• [Exercise prompt]:
Scan the entries for lines with the word "skip" and copy those lines.
*** Begin section ***
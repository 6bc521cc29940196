/// Engine module
///
/// The three consistency engines at the core of the portal. Each operation
/// is invoked per request with an explicit store handle, runs to completion
/// with no shared in-process mutable state, and leans on the repo layer's
/// atomic primitives for correctness under concurrency:
///
/// - `progression`: the one-way module/lesson unlock state machine
/// - `ledger`: streak continuity and XP accounting, once per calendar day
/// - `eligibility`: the CourseGroup materialized view and its sync triggers

pub mod eligibility;
pub mod ledger;
pub mod progression;
use axum::{
    extract::{Path, State},
    Json,
};
use axum_extra::extract::Query;
use chrono::Utc;
use std::sync::Arc;
use tracing::{debug, info, instrument};

use crate::db::DbPool;
use crate::dto::{AddXpDto, LeaderboardQuery};
use crate::engine::ledger::{self, ActivityOutcome, LeaderboardEntry, StreakStatusView};
use crate::errors::ApiError;

/// Handler for recording a day of study activity
///
/// This function handles POST requests to `/users/{id}/activity`.
///
/// ### Arguments
///
/// * `pool` - The database connection pool
/// * `user_id` - The ID of the student, extracted from the URL path
///
/// ### Returns
///
/// The activity outcome (whether the streak advanced) as JSON
#[instrument(skip(pool), fields(user_id = %user_id))]
pub async fn record_activity_handler(
    State(pool): State<Arc<DbPool>>,
    Path(user_id): Path<String>,
) -> Result<Json<ActivityOutcome>, ApiError> {
    info!("Recording study activity");

    let outcome = ledger::record_activity(&pool, &user_id)?;

    Ok(Json(outcome))
}

/// Handler for a direct XP grant
///
/// This function handles POST requests to `/users/{id}/xp`.
///
/// ### Arguments
///
/// * `pool` - The database connection pool
/// * `user_id` - The ID of the student, extracted from the URL path
/// * `payload` - The non-negative amount to credit
///
/// ### Returns
///
/// An empty JSON object on success
#[instrument(skip(pool), fields(user_id = %user_id, amount = %payload.amount))]
pub async fn add_xp_handler(
    State(pool): State<Arc<DbPool>>,
    Path(user_id): Path<String>,
    Json(payload): Json<AddXpDto>,
) -> Result<Json<serde_json::Value>, ApiError> {
    info!("Crediting XP");

    ledger::add_xp(&pool, &user_id, payload.amount)?;

    Ok(Json(serde_json::json!({})))
}

/// Handler for the leaderboard
///
/// This function handles GET requests to `/leaderboard?scope=weekly|semester`.
///
/// ### Arguments
///
/// * `pool` - The database connection pool
/// * `query` - The scope to rank by; defaults to weekly
///
/// ### Returns
///
/// The ranked entries as JSON
#[instrument(skip(pool, query))]
pub async fn leaderboard_handler(
    State(pool): State<Arc<DbPool>>,
    Query(query): Query<LeaderboardQuery>,
) -> Result<Json<Vec<LeaderboardEntry>>, ApiError> {
    debug!("Computing leaderboard for scope {:?}", query.scope);

    let entries = ledger::leaderboard(&pool, query.scope)?;

    Ok(Json(entries))
}

/// Handler for a student's streak status
///
/// This function handles GET requests to `/users/{id}/streak`.
///
/// ### Arguments
///
/// * `pool` - The database connection pool
/// * `user_id` - The ID of the student, extracted from the URL path
///
/// ### Returns
///
/// The streak status view as JSON, evaluated against the current day
#[instrument(skip(pool), fields(user_id = %user_id))]
pub async fn streak_status_handler(
    State(pool): State<Arc<DbPool>>,
    Path(user_id): Path<String>,
) -> Result<Json<StreakStatusView>, ApiError> {
    debug!("Computing streak status");

    let view = ledger::streak_status(&pool, &user_id, Utc::now())?;

    Ok(Json(view))
}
*** End section ***
• [Result below]:
#[instrument(skip(pool), fields(user_id = %user_id))]
#[instrument(skip(pool), fields(user_id = %user_id, amount = %payload.amount))]
#[instrument(skip(pool, query))]
#[instrument(skip(pool), fields(user_id = %user_id))]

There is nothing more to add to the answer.